Under Rule 8.3(b) of the Code, any person who is, or becomes, interested in 1% or more of any class of relevant securities of the offeree company or of any securities exchange offeror must make a Dealing Disclosure if the person deals in any relevant securities of the offeree company or of any securities exchange offeror. A Dealing Disclosure must contain details of the dealing concerned and of the person's interests and short positions in, and rights to subscribe for, any relevant securities of each of (i) the offeree company and (ii) any securities exchange offeror(s), save to the extent that these details have previously been disclosed under Rule 8. A Dealing Disclosure by a person to whom Rule 8.3(b) applies must be made by no later than 3.30 pm (London time) on the business day following the date of the relevant dealing.

If two or more persons act together pursuant to an agreement or understanding, whether formal or informal, to acquire or control an interest in relevant securities of an offeree company or a securities exchange offeror, they will be deemed to be a single person for the purpose of Rule 8.3.

Opening Position Disclosures must also be made by the offeree company and by any offeror and Dealing Disclosures must also be made by the offeree company, by any offeror and by any persons acting in concert with any of them (see Rules 8.1, 8.2 and 8.4).

Details of the offeree and offeror companies in respect of whose relevant securities Opening Position Disclosures and Dealing Disclosures must be made can be found in the Disclosure Table on the Takeover Panel's website at www.thetakeoverpanel.org.uk, including details of the number of relevant securities in issue, when the offer period commenced and when any offeror was first identified. You should contact the Panel's Market Surveillance Unit on +44 (0)20 7638 0129 if you are in any doubt as to whether you are required to make an Opening Position Disclosure or a Dealing Disclosure.

Rule 2.9 disclosure

 

In accordance with Rule 2.9 of the Code, as at the close of business on 1 July 2021 (being the business day prior to the date of this announcement), GCP Student confirms that it had in issue 455,019,030 ordinary shares of 1 pence per share each with voting rights and admitted to trading on the main market of the London Stock Exchange under the ISIN code GB00B8460Z43.

 

Disclaimer

 

Jefferies International Limited ("Jefferies"), which is authorised and regulated in the United Kingdom by the Financial Conduct Authority, is acting for GCP Student and no one else in connection with the matters set out in this Announcement. In connection with such matters, Jefferies will not regard any other person as their client, and will not be responsible to any persons other than GCP Student for providing the protections afforded to clients of Jefferies or for providing advice in relation to the contents of this announcement or any other matter referred to herein. Neither Jefferies nor any of its subsidiaries, affiliates or branches owes or accepts any duty, liability or responsibility whatsoever (whether direct, indirect, consequential, whether in contract, in tort, under statute or otherwise) to any person who is not a client of Jefferies in connection with this announcement, in any statement contained herein or otherwise.

 

Publication of this announcement

A copy of this announcement will be available subject to certain restrictions relating to persons resident in restricted jurisdictions on GCP Student's website at https://www.graviscapital.com/funds/gcp-student/about no later than 12 noon (London time) on 5 July 2021.

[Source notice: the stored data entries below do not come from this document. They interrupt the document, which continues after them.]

//! Actor lifecycle: native rigid bodies created from and torn down for entities

use super::character;
use super::colliders::{
    attach_colliders, collision_groups, detach_colliders, MeshCooker, ResolvedMaterial,
};
use super::components::{BodyKind, CollisionDetectionMode, Colliders, PhysicsMaterial, RigidBody};
use super::context::PhysicsContext;
use super::convert::{to_isometry, to_vector};
use super::joints;
use super::lifecycle::RegistryKind;
use super::registry::ActorHandle;
use super::user_data::{encode_user_data, PhysicsBodyData};
use crate::config::PhysicsSettings;
use crate::core::entity::{EntityId, Scene};
use crate::error::PhysicsError;
use rapier3d::prelude::*;
use tracing::{debug, warn};

/// Create the native actor for `entity` and register it
///
/// Dynamic actors get the full dynamic property set applied before this
/// returns. Calling this for an entity that already has an actor returns
/// the existing body.
pub fn create_actor(
    ctx: &mut PhysicsContext,
    scene: &Scene,
    entity: EntityId,
    cooker: &dyn MeshCooker,
) -> Result<RigidBodyHandle, PhysicsError> {
    if let Some(existing) = ctx.registry.actor(entity) {
        debug!(entity = %entity, "Actor already exists");
        return Ok(existing.body);
    }

    let transform = scene
        .transform(entity)
        .ok_or(PhysicsError::EntityNotFound(entity))?;
    let descriptor = scene
        .get::<RigidBody>(entity)
        .map(|rb| (*rb).clone())
        .ok_or(PhysicsError::MissingComponent {
            entity,
            component: "RigidBody",
        })?;

    let data = ctx.body_data.insert_body(PhysicsBodyData {
        entity,
        scene: ctx.scene,
    });

    let builder = match descriptor.kind {
        BodyKind::Static => RigidBodyBuilder::fixed(),
        BodyKind::Dynamic if descriptor.is_kinematic => RigidBodyBuilder::kinematic_position_based(),
        BodyKind::Dynamic => RigidBodyBuilder::dynamic(),
    };
    let body = ctx.backend.bodies.insert(
        builder
            .position(to_isometry(&transform))
            .user_data(encode_user_data(data))
            .build(),
    );

    let shapes = scene
        .get::<Colliders>(entity)
        .map(|c| c.shapes.clone())
        .unwrap_or_default();
    let material = ResolvedMaterial::resolve(
        scene.get::<PhysicsMaterial>(entity).as_deref(),
        &scene.physics.default_material,
    );
    let handles = attach_colliders(
        &mut ctx.backend,
        body,
        entity,
        &shapes,
        transform.scale,
        material,
        collision_groups(descriptor.is_dynamic()),
        cooker,
    );

    let mut actor = ActorHandle {
        body,
        data,
        kind: descriptor.kind,
        applied_mass: None,
    };
    if descriptor.is_dynamic() {
        apply_dynamic_properties(ctx, &mut actor, &descriptor, &scene.physics);
    }

    ctx.registry.actors.insert(entity, actor);
    ctx.registry.colliders.insert(entity, handles);
    ctx.lifecycle.mark_active(RegistryKind::Actor, entity);

    debug!(
        entity = %entity,
        kind = ?descriptor.kind,
        kinematic = descriptor.is_kinematic,
        "Created physics actor"
    );

    Ok(body)
}

/// Tear down every native object of `entity`
///
/// Order: joints referencing the entity, its own joint, its controller,
/// its colliders, the actor itself, then the user-data record.
/// Returns whether an actor existed.
pub fn destroy_actor(ctx: &mut PhysicsContext, entity: EntityId) -> bool {
    for owner in ctx.registry.joints_connected_to(entity) {
        joints::destroy_fixed_joint(ctx, owner);
        // The owner still carries its joint component; retry once both sides exist again
        ctx.lifecycle.mark_pending(RegistryKind::Joint, owner);
    }
    joints::destroy_fixed_joint(ctx, entity);
    character::destroy_controller(ctx, entity);

    let Some(actor) = ctx.registry.actors.remove(&entity) else {
        return false;
    };

    let handles = ctx.registry.colliders.remove(&entity).unwrap_or_default();
    detach_colliders(&mut ctx.backend, &handles);

    if !ctx.backend.remove_body(actor.body) {
        warn!(entity = %entity, "Actor body was already removed from the backend");
    }
    if ctx.body_data.remove_body(actor.data).is_none() {
        warn!(entity = %entity, "Actor user-data was already freed");
    }
    ctx.touches.forget(entity);
    ctx.lifecycle.mark_destroyed(RegistryKind::Actor, entity);

    debug!(entity = %entity, colliders = handles.len(), "Destroyed physics actor");
    true
}

/// Destroy and create again, e.g. after the body kind changed
pub fn recreate_actor(
    ctx: &mut PhysicsContext,
    scene: &Scene,
    entity: EntityId,
    cooker: &dyn MeshCooker,
) -> Result<RigidBodyHandle, PhysicsError> {
    destroy_actor(ctx, entity);
    create_actor(ctx, scene, entity, cooker)
}

/// Push the descriptor's dynamic properties into the native body
///
/// Velocity axes that are zero in the descriptor keep the backend value.
/// Mass and inertia are recomputed only when the mass changed.
pub fn apply_dynamic_properties(
    ctx: &mut PhysicsContext,
    actor: &mut ActorHandle,
    descriptor: &RigidBody,
    settings: &PhysicsSettings,
) {
    let backend = &mut ctx.backend;
    let Some(body) = backend.bodies.get_mut(actor.body) else {
        warn!(handle = ?actor.body, "Dynamic properties applied to a missing body");
        return;
    };

    let body_type = if descriptor.is_kinematic {
        RigidBodyType::KinematicPositionBased
    } else {
        RigidBodyType::Dynamic
    };
    if body.body_type() != body_type {
        body.set_body_type(body_type, true);
    }

    let gravity_scale = if descriptor.disable_gravity { 0.0 } else { 1.0 };
    if body.gravity_scale() != gravity_scale {
        body.set_gravity_scale(gravity_scale, true);
    }

    if actor.applied_mass != Some(descriptor.mass) {
        let solid: Vec<ColliderHandle> = body
            .colliders()
            .iter()
            .copied()
            .filter(|h| backend.colliders.get(*h).is_some_and(|c| !c.is_sensor()))
            .collect();

        if solid.is_empty() {
            body.set_additional_mass(descriptor.mass, true);
        } else {
            let share = descriptor.mass / solid.len() as f32;
            for handle in &solid {
                if let Some(collider) = backend.colliders.get_mut(*handle) {
                    collider.set_mass(share);
                }
            }
            body.set_additional_mass(0.0, true);
        }
        body.recompute_mass_properties_from_colliders(&backend.colliders);
        actor.applied_mass = Some(descriptor.mass);
    }

    if !descriptor.is_kinematic {
        let mut linvel = *body.linvel();
        let mut angvel = *body.angvel();
        for axis in 0..3 {
            if descriptor.linear_velocity[axis] != 0.0 {
                linvel[axis] = descriptor.linear_velocity[axis];
            }
            if descriptor.angular_velocity[axis] != 0.0 {
                angvel[axis] = descriptor.angular_velocity[axis];
            }
        }
        if linvel != *body.linvel() {
            body.set_linvel(linvel, true);
        }
        if angvel != *body.angvel() {
            body.set_angvel(angvel, true);
        }
    }

    body.set_linear_damping(descriptor.linear_drag);
    body.set_angular_damping(descriptor.angular_drag);

    let locks = LockedAxes::from_bits_truncate(descriptor.axis_locks.bits());
    if body.locked_axes() != locks {
        body.set_locked_axes(locks, true);
    }

    match descriptor.collision_detection {
        CollisionDetectionMode::Discrete => {
            body.enable_ccd(false);
            body.set_soft_ccd_prediction(0.0);
        }
        CollisionDetectionMode::Continuous => {
            body.enable_ccd(true);
            body.set_soft_ccd_prediction(0.0);
        }
        CollisionDetectionMode::ContinuousSpeculative => {
            body.enable_ccd(false);
            body.set_soft_ccd_prediction(settings.soft_ccd_prediction);
        }
    }
}

/// Push the entity transform into a static or kinematic actor
pub fn push_transform(ctx: &mut PhysicsContext, scene: &Scene, entity: EntityId) {
    let Some(actor) = ctx.registry.actor(entity).copied() else {
        return;
    };
    let Some(transform) = scene.transform(entity) else {
        return;
    };
    let Some(body) = ctx.backend.bodies.get_mut(actor.body) else {
        return;
    };

    let pose = to_isometry(&transform);
    if body.is_kinematic() {
        body.set_next_kinematic_position(pose);
    } else if *body.position() != pose {
        body.set_position(pose, true);
    }
}

/// Wake up the actor of one entity
pub fn wake_up_actor(ctx: &mut PhysicsContext, entity: EntityId) -> bool {
    match ctx.registry.body_of(entity) {
        Some(body) => ctx.backend.wake_up(body),
        None => false,
    }
}

/// Wake up every dynamic actor, returning how many were woken
pub fn wake_up_actors(ctx: &mut PhysicsContext) -> usize {
    let bodies: Vec<RigidBodyHandle> = ctx
        .registry
        .actors
        .values()
        .filter(|actor| actor.kind == BodyKind::Dynamic)
        .map(|actor| actor.body)
        .collect();

    bodies
        .into_iter()
        .filter(|body| ctx.backend.wake_up(*body))
        .count()
}

/// Apply a linear impulse to a dynamic actor
pub fn apply_impulse(ctx: &mut PhysicsContext, entity: EntityId, impulse: glam::Vec3) -> bool {
    let Some(actor) = ctx.registry.actor(entity) else {
        return false;
    };
    match ctx.backend.bodies.get_mut(actor.body) {
        Some(body) if body.is_dynamic() => {
            body.apply_impulse(to_vector(impulse), true);
            true
        }
        _ => false,
    }
}

#[cfg(test)]
mod tests {
    use super::*;
    use crate::core::entity::Transform;
    use crate::physics::colliders::NoMeshCooker;
    use crate::physics::components::{AxisLocks, ColliderDescriptor};
    use glam::Vec3;

    fn context(scene: &Scene) -> PhysicsContext {
        PhysicsContext::new(scene.id(), &scene.physics)
    }

    fn spawn_dynamic(scene: &mut Scene, rb: RigidBody) -> EntityId {
        scene.spawn((
            Transform::from_position(Vec3::new(0.0, 5.0, 0.0)),
            rb,
            Colliders::single(ColliderDescriptor::sphere(0.5)),
        ))
    }

    #[test]
    fn test_create_registers_actor_and_user_data() {
        let mut scene = Scene::new();
        let entity = spawn_dynamic(&mut scene, RigidBody::dynamic(2.0));
        let mut ctx = context(&scene);

        let body = create_actor(&mut ctx, &scene, entity, &NoMeshCooker).unwrap();

        let native = &ctx.backend.bodies[body];
        assert!(native.is_dynamic());
        assert_eq!(ctx.body_data.resolve(native.user_data).unwrap().entity, entity);
        assert_eq!(ctx.registry.collider_handles(entity).len(), 1);
        assert!((native.mass() - 2.0).abs() < 1e-4);
        assert!(ctx.lifecycle.is_active(RegistryKind::Actor, entity));
    }

    #[test]
    fn test_create_without_rigid_body_fails() {
        let mut scene = Scene::new();
        let entity = scene.spawn(());
        let mut ctx = context(&scene);

        let result = create_actor(&mut ctx, &scene, entity, &NoMeshCooker);
        assert!(matches!(result, Err(PhysicsError::MissingComponent { .. })));
        assert_eq!(ctx.body_data.body_count(), 0);
    }

    #[test]
    fn test_create_is_idempotent() {
        let mut scene = Scene::new();
        let entity = spawn_dynamic(&mut scene, RigidBody::dynamic(1.0));
        let mut ctx = context(&scene);

        let first = create_actor(&mut ctx, &scene, entity, &NoMeshCooker).unwrap();
        let second = create_actor(&mut ctx, &scene, entity, &NoMeshCooker).unwrap();

        assert_eq!(first, second);
        assert_eq!(ctx.backend.bodies.len(), 1);
    }

    #[test]
    fn test_destroy_frees_everything() {
        let mut scene = Scene::new();
        let entity = spawn_dynamic(&mut scene, RigidBody::dynamic(1.0));
        let mut ctx = context(&scene);
        create_actor(&mut ctx, &scene, entity, &NoMeshCooker).unwrap();

        assert!(destroy_actor(&mut ctx, entity));
        assert!(ctx.backend.bodies.is_empty());
        assert!(ctx.backend.colliders.is_empty());
        assert_eq!(ctx.body_data.body_count(), 0);
        assert!(ctx.registry.is_empty());
        assert!(!destroy_actor(&mut ctx, entity));
    }

    #[test]
    fn test_velocity_zero_axes_keep_backend_value() {
        let mut scene = Scene::new();
        let entity = spawn_dynamic(&mut scene, RigidBody::dynamic(1.0));
        let mut ctx = context(&scene);
        let body = create_actor(&mut ctx, &scene, entity, &NoMeshCooker).unwrap();
        ctx.backend.bodies[body].set_linvel(vector![3.0, 1.0, 4.0], true);

        let mut descriptor = RigidBody::dynamic(1.0);
        descriptor.linear_velocity = Vec3::new(0.0, 7.0, 0.0);
        let mut actor = *ctx.registry.actor(entity).unwrap();
        apply_dynamic_properties(&mut ctx, &mut actor, &descriptor, &scene.physics);

        assert_eq!(*ctx.backend.bodies[body].linvel(), vector![3.0, 7.0, 4.0]);
    }

    #[test]
    fn test_dynamic_flags() {
        let mut scene = Scene::new();
        let mut rb = RigidBody::dynamic(1.0);
        rb.disable_gravity = true;
        rb.axis_locks = AxisLocks::ALL_ROTATION;
        rb.collision_detection = CollisionDetectionMode::Continuous;
        let entity = spawn_dynamic(&mut scene, rb);
        let mut ctx = context(&scene);

        let body = create_actor(&mut ctx, &scene, entity, &NoMeshCooker).unwrap();
        let native = &ctx.backend.bodies[body];

        assert_eq!(native.gravity_scale(), 0.0);
        assert_eq!(native.locked_axes(), LockedAxes::ROTATION_LOCKED);
        assert!(native.is_ccd_enabled());
    }

    #[test]
    fn test_kinematic_dynamic_body() {
        let mut scene = Scene::new();
        let mut rb = RigidBody::dynamic(1.0);
        rb.is_kinematic = true;
        let entity = spawn_dynamic(&mut scene, rb);
        let mut ctx = context(&scene);

        let body = create_actor(&mut ctx, &scene, entity, &NoMeshCooker).unwrap();
        assert!(ctx.backend.bodies[body].is_kinematic());
    }

    #[test]
    fn test_static_actor_follows_transform() {
        let mut scene = Scene::new();
        let entity = scene.spawn((RigidBody::fixed(),));
        let mut ctx = context(&scene);
        let body = create_actor(&mut ctx, &scene, entity, &NoMeshCooker).unwrap();

        scene.set_transform(entity, Transform::from_position(Vec3::new(5.0, 0.0, 0.0)));
        push_transform(&mut ctx, &scene, entity);

        assert_eq!(ctx.backend.bodies[body].translation().x, 5.0);
    }

    #[test]
    fn test_wake_up_actors_counts_dynamic_only() {
        let mut scene = Scene::new();
        let dynamic = spawn_dynamic(&mut scene, RigidBody::dynamic(1.0));
        let fixed = scene.spawn((RigidBody::fixed(),));
        let mut ctx = context(&scene);
        create_actor(&mut ctx, &scene, dynamic, &NoMeshCooker).unwrap();
        create_actor(&mut ctx, &scene, fixed, &NoMeshCooker).unwrap();

        assert_eq!(wake_up_actors(&mut ctx), 1);
        assert!(wake_up_actor(&mut ctx, fixed));
        assert!(!wake_up_actor(&mut ctx, EntityId(999)));
    }
}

The content of the website referred to in this announcement is not incorporated into and does not form part of this announcement.

 

MAR  

 

The information contained within this announcement is deemed by GCP Student to constitute inside information as stipulated under the Market Abuse Regulations (EU) No.596/2014. Upon the publication of this announcement via a Regulatory Information Service, such information is now considered to be in the public domain.